RE: [PoC] Non-volatile WAL buffer

From: "tsunakawa(dot)takay(at)fujitsu(dot)com" <tsunakawa(dot)takay(at)fujitsu(dot)com>
To: 'Tomas Vondra' <tomas(dot)vondra(at)enterprisedb(dot)com>
Cc: Masahiko Sawada <sawada(dot)mshk(at)gmail(dot)com>, Heikki Linnakangas <hlinnaka(at)iki(dot)fi>, Takashi Menjo <takashi(dot)menjo(at)gmail(dot)com>, Takashi Menjo <takashi(dot)menjou(dot)vg(at)hco(dot)ntt(dot)co(dot)jp>, "Deng, Gang" <gang(dot)deng(at)intel(dot)com>, "pgsql-hackers(at)postgresql(dot)org" <pgsql-hackers(at)postgresql(dot)org>
Subject: RE: [PoC] Non-volatile WAL buffer
Date: 2021-01-28 02:45:46
Message-ID: TYAPR01MB29903EB512A3A47E7099E8E8FEBA9@TYAPR01MB2990.jpnprd01.prod.outlook.com
Views: Raw Message | Whole Thread | Download mbox | Resend email
Thread:
Lists: pgsql-hackers

From: Tomas Vondra <tomas(dot)vondra(at)enterprisedb(dot)com>
> (c) As mentioned before, PMEM behaves differently with concurrent
> access, i.e. it reaches peak throughput with relatively low number of
> threads wroting data, and then the throughput drops quite quickly. I'm
> not sure if the same thing applies to pmem_drain() too - if it does, we
> may need something like we have for insertions, i.e. a handful of locks
> allowing limited number of concurrent inserts.

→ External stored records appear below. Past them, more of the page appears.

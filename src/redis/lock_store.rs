use std::error::Error as StdError;
use std::sync::LazyLock;
use std::time::Duration;

use async_trait::async_trait;
use redis::aio::MultiplexedConnection;
use redis::{RedisError, Script};

/// Prefix of every key written by a `DistributedLock`.
pub const LOCK_KEY_PREFIX: &str = "distributed_lock:";

pub fn lock_key(resource: &str) -> String {
    format!("{LOCK_KEY_PREFIX}{resource}")
}

/// Atomic primitives the distributed lock needs from its store.
#[async_trait]
pub trait LockStore: Clone + Send + Sync + 'static {
    type Error: StdError + Send + Sync + 'static;

    /// Sets every key to `token` with `ttl`, only if none of them exists.
    /// Returns whether the keys were taken.
    async fn acquire(&self, keys: &[String], token: &str, ttl: Duration) -> Result<bool, Self::Error>;

    /// Deletes the keys still holding `token` and returns how many were
    /// deleted.
    async fn release(&self, keys: &[String], token: &str) -> Result<usize, Self::Error>;
}

/// Takes every key or none: bails out on the first existing key, then
/// sets all of them to ARGV[1] with a PX of ARGV[2].
pub(crate) const ACQUIRE_LUA: &str = r#"
        for _, key in ipairs(KEYS) do
            if redis.call("EXISTS", key) == 1 then
                return 0
            end
        end
        for _, key in ipairs(KEYS) do
            redis.call("SET", key, ARGV[1], "PX", ARGV[2])
        end
        return 1
        "#;

/// Deletes only the keys whose value is still ARGV[1] and returns how many.
pub(crate) const RELEASE_LUA: &str = r#"
        local released = 0
        for _, key in ipairs(KEYS) do
            if redis.call("GET", key) == ARGV[1] then
                redis.call("DEL", key)
                released = released + 1
            end
        end
        return released
        "#;

static ACQUIRE_SCRIPT: LazyLock<Script> = LazyLock::new(|| Script::new(ACQUIRE_LUA));
static RELEASE_SCRIPT: LazyLock<Script> = LazyLock::new(|| Script::new(RELEASE_LUA));

#[async_trait]
impl LockStore for MultiplexedConnection {
    type Error = RedisError;

    async fn acquire(&self, keys: &[String], token: &str, ttl: Duration) -> Result<bool, RedisError> {
        let mut connection = self.clone();
        let ttl_ms = u64::try_from(ttl.as_millis()).unwrap_or(u64::MAX).max(1);
        let mut invocation = ACQUIRE_SCRIPT.prepare_invoke();
        invocation.key(keys).arg(token).arg(ttl_ms);
        let acquired: i64 = invocation.invoke_async(&mut connection).await?;
        Ok(acquired == 1)
    }

    async fn release(&self, keys: &[String], token: &str) -> Result<usize, RedisError> {
        let mut connection = self.clone();
        let mut invocation = RELEASE_SCRIPT.prepare_invoke();
        invocation.key(keys).arg(token);
        let released: usize = invocation.invoke_async(&mut connection).await?;
        Ok(released)
    }
}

> I think WALWriteLock itself (i.e. acquiring/releasing it) is not an
> issue - the problem is that writing the WAL to persistent storage itself
> is expensive, and we're waiting to that.
>
> So it's not clear to me if removing the lock (and allowing multiple
> processes to do pmem_drain concurrently) can actually help, considering
> pmem_drain() should flush writes from other processes anyway.

I may be out of the track, but HPE's benchmark using Oracle 18c, placing the REDO log file on Intel PMEM in App Direct mode, showed only 27% performance increase compared to even "SAS" SSD.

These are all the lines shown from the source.